*** GIVEN RECORDS ***

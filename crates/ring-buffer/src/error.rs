//! Ring Buffer Error Types

use thiserror::Error;

/// Errors raised at the ring buffer call boundary
#[derive(Debug, Clone, PartialEq, Eq, Error)]
pub enum RingBufferError {
    /// A buffer must hold at least one element
    #[error("Ring buffer capacity must be at least 1")]
    ZeroCapacity,
}
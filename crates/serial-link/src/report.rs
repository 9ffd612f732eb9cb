//! Worker error reporting

use crate::error::LinkError;
use crate::stats::LinkStats;
use std::sync::Arc;
use tokio::sync::mpsc::{self, error::TrySendError};
use tracing::{debug, warn};

/// Counts, logs and forwards worker errors without blocking the worker
#[derive(Clone)]
pub(crate) struct ErrorReporter {
    tx: mpsc::Sender<LinkError>,
    stats: Arc<LinkStats>,
}

impl ErrorReporter {
    pub(crate) fn channel(
        capacity: usize,
        stats: Arc<LinkStats>,
    ) -> (Self, mpsc::Receiver<LinkError>) {
        let (tx, rx) = mpsc::channel(capacity);
        (Self { tx, stats }, rx)
    }

    pub(crate) fn report(&self, worker: &'static str, error: LinkError) {
        self.stats.record_error(&error);
        warn!(worker, error = %error, "Link worker error");

        // Full: the application is not draining. Closed: nobody listens.
        if let Err(TrySendError::Full(_)) = self.tx.try_send(error) {
            debug!(worker, "Error channel full, report dropped");
        }
    }
}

***

EXERCISE:
Search the listing above for the string "Clone" and copy each line that has it.

EXERCISE OUTPUT:
#[derive(Debug, Clone, PartialEq, Eq, Error)]
#[derive(Clone)]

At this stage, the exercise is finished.